### [Extracted records]

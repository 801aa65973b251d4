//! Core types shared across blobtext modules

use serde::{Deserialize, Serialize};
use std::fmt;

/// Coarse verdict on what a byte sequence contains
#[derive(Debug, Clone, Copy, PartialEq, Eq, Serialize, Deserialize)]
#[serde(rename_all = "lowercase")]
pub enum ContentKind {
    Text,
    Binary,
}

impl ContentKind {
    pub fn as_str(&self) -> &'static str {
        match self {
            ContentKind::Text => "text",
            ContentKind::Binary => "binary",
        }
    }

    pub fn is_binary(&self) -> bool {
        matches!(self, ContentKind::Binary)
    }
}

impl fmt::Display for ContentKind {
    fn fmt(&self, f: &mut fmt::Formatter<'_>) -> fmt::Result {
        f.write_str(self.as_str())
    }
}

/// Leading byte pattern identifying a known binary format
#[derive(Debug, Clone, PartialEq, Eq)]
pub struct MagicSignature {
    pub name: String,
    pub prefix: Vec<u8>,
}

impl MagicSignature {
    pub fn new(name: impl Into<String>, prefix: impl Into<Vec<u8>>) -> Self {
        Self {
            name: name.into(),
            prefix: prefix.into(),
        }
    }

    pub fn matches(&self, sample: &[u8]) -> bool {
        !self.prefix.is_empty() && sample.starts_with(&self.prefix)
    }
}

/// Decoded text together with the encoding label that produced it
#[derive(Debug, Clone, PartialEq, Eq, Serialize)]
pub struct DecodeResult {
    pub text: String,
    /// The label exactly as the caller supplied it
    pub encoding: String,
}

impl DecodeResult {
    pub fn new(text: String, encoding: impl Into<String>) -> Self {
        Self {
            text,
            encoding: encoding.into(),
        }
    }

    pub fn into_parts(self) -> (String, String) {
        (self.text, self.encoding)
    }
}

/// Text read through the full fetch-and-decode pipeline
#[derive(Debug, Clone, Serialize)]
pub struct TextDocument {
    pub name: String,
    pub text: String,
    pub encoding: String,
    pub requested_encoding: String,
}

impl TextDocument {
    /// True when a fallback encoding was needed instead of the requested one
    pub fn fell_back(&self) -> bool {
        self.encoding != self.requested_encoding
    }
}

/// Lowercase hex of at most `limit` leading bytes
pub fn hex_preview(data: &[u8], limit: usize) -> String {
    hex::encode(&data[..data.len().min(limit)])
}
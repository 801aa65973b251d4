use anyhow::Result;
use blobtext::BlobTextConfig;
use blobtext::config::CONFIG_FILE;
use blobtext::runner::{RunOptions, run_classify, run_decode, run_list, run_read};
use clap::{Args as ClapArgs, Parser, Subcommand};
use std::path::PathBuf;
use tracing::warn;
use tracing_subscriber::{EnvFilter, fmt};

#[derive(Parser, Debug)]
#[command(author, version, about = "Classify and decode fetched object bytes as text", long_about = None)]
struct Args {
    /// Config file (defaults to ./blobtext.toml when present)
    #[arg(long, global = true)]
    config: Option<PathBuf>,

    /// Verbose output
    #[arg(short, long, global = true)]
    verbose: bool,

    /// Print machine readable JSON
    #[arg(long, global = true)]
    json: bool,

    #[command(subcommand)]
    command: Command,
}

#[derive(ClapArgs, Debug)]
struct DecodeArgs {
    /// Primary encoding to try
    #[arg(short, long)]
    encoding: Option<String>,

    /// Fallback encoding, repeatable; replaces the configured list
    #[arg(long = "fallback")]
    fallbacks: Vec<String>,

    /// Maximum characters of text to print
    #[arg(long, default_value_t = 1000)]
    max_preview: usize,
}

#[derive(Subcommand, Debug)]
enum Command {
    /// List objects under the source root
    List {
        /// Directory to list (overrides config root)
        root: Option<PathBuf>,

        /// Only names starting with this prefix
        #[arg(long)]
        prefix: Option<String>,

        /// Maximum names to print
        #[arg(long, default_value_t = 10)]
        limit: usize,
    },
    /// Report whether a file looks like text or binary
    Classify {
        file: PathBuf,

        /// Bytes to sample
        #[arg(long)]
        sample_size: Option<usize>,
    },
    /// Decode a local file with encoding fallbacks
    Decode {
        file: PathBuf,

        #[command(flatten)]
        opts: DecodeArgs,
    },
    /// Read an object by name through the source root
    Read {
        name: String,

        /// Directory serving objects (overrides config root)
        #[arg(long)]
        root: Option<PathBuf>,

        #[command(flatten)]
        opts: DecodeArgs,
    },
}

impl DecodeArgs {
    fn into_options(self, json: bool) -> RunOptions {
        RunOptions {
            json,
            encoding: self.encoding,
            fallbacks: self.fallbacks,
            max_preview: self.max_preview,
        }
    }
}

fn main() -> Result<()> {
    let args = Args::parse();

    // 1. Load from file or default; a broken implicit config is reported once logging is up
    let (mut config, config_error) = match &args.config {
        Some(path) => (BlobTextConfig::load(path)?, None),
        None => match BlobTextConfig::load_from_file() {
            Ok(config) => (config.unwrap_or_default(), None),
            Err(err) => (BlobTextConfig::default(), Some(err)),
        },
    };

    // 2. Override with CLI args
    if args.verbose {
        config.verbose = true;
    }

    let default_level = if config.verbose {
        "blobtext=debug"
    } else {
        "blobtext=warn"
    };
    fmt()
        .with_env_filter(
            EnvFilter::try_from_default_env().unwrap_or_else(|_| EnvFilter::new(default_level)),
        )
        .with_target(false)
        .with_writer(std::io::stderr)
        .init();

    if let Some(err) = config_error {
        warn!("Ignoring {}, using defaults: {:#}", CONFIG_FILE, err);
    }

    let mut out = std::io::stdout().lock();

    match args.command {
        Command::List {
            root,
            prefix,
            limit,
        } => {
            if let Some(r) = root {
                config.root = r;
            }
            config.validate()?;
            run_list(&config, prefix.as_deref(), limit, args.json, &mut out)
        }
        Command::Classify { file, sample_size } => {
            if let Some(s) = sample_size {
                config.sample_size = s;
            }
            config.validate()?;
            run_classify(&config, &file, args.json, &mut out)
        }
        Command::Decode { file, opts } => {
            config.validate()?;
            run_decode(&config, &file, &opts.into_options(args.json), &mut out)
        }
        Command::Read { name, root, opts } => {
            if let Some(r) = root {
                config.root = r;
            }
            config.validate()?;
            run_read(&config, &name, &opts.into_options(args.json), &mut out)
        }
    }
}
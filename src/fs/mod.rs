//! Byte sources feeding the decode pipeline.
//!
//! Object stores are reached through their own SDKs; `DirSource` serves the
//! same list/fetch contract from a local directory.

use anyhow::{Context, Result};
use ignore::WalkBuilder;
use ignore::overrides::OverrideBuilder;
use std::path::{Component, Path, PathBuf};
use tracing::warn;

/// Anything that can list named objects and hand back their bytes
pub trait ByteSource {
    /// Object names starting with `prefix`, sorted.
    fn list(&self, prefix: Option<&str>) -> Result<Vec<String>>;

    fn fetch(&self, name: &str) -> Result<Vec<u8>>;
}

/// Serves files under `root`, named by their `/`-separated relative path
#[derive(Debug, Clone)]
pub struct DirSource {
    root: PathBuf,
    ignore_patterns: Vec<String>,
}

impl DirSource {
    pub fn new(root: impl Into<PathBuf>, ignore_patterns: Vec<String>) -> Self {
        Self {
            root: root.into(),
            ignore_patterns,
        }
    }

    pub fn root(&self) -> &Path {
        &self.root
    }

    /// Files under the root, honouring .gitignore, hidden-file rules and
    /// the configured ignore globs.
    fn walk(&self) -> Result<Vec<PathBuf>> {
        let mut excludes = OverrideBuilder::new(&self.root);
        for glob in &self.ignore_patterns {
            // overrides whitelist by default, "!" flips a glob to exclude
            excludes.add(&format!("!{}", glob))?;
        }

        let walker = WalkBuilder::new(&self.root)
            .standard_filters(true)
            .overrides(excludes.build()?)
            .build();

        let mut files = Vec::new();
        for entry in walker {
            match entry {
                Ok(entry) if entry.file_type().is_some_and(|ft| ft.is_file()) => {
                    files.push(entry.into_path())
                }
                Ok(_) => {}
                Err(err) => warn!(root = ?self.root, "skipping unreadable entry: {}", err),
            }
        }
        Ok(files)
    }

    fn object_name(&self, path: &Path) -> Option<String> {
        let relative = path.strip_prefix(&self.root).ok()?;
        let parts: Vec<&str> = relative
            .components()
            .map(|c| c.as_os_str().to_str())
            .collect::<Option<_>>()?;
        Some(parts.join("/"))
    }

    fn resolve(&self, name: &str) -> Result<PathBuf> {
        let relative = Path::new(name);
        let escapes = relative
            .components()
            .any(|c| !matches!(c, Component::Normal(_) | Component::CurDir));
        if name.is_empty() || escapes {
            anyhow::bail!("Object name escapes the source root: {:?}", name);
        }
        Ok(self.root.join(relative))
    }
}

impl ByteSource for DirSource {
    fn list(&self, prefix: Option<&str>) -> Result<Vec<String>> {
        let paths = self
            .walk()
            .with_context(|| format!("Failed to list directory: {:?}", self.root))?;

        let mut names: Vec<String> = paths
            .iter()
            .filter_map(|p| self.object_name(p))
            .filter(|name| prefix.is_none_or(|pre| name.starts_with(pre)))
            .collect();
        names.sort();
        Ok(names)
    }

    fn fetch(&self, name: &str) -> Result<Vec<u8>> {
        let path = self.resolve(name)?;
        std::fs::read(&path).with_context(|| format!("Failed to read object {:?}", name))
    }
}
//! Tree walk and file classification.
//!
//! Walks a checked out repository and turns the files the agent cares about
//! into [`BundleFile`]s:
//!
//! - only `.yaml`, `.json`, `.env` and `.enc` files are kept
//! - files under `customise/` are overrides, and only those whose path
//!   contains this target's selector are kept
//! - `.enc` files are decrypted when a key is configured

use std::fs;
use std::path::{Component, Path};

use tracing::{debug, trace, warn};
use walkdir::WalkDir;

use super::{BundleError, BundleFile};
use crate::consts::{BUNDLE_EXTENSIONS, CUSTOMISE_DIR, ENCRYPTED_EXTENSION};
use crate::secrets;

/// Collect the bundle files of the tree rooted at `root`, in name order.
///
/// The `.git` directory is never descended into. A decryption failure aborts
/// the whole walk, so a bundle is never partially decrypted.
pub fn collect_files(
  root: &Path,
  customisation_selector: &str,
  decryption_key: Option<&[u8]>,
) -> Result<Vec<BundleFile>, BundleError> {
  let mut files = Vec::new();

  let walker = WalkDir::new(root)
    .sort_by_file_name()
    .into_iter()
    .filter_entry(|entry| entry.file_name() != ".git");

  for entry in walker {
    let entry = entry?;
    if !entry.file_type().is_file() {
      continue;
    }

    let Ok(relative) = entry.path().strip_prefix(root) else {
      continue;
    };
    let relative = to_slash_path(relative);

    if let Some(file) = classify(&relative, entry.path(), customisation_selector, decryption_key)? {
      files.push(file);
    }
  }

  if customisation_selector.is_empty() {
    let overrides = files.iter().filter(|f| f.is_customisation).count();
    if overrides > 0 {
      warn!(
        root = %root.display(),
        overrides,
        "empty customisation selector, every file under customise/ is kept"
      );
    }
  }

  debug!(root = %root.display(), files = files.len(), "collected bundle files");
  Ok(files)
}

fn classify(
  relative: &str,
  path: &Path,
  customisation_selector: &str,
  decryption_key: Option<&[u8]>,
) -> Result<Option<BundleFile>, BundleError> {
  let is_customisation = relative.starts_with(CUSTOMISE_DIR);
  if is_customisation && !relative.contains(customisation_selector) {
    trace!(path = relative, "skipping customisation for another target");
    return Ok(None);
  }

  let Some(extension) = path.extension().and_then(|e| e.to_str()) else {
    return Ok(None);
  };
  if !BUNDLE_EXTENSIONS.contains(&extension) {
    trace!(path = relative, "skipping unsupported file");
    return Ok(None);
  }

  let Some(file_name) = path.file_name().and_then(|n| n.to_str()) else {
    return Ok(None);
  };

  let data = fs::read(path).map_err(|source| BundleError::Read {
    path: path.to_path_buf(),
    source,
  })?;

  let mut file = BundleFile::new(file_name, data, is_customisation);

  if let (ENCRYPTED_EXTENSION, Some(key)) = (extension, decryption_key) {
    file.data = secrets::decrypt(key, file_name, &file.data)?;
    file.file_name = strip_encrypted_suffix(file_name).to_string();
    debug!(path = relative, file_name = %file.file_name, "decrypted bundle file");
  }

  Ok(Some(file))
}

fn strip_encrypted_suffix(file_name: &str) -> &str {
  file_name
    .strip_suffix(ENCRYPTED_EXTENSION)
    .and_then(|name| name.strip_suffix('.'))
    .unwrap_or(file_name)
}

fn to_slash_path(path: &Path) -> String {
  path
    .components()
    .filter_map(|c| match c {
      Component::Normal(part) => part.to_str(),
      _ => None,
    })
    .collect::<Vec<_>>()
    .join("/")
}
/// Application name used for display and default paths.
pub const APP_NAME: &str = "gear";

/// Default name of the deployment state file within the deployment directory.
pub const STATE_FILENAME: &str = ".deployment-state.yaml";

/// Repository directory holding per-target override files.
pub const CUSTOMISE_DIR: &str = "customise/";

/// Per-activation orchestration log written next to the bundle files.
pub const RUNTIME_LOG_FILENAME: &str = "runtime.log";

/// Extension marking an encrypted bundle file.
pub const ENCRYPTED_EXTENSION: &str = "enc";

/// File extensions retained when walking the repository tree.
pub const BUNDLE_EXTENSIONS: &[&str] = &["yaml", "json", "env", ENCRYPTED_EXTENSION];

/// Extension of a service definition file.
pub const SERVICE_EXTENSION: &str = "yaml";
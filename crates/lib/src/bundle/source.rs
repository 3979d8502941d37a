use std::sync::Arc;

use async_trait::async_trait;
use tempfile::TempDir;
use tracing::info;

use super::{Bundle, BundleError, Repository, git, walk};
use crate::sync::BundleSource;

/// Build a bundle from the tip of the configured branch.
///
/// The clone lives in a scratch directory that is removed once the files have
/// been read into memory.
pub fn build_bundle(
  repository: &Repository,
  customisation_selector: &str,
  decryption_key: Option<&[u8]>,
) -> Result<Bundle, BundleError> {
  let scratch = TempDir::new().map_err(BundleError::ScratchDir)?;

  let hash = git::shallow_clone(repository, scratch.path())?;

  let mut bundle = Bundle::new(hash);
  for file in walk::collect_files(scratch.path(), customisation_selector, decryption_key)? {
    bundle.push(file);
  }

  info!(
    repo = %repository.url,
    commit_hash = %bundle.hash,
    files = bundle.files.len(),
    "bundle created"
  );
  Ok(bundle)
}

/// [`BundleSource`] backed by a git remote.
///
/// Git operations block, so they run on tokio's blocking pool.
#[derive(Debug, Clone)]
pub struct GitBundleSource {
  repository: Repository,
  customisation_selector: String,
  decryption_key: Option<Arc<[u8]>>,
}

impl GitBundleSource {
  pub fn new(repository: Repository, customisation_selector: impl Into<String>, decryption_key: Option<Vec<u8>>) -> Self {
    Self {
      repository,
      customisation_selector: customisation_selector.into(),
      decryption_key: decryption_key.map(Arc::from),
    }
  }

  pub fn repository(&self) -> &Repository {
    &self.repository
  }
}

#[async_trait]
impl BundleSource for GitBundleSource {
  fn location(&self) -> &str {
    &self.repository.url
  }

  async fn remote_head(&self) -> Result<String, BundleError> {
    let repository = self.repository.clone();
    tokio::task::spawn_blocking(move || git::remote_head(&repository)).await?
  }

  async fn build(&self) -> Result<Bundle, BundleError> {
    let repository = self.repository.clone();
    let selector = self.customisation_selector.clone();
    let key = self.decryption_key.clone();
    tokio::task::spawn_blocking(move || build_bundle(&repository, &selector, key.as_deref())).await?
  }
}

### [Required work]
Report every line of the entries that carries the word "hash".

### [Response area]
  let hash = git::shallow_clone(repository, scratch.path())?;
  let mut bundle = Bundle::new(hash);
    commit_hash = %bundle.hash,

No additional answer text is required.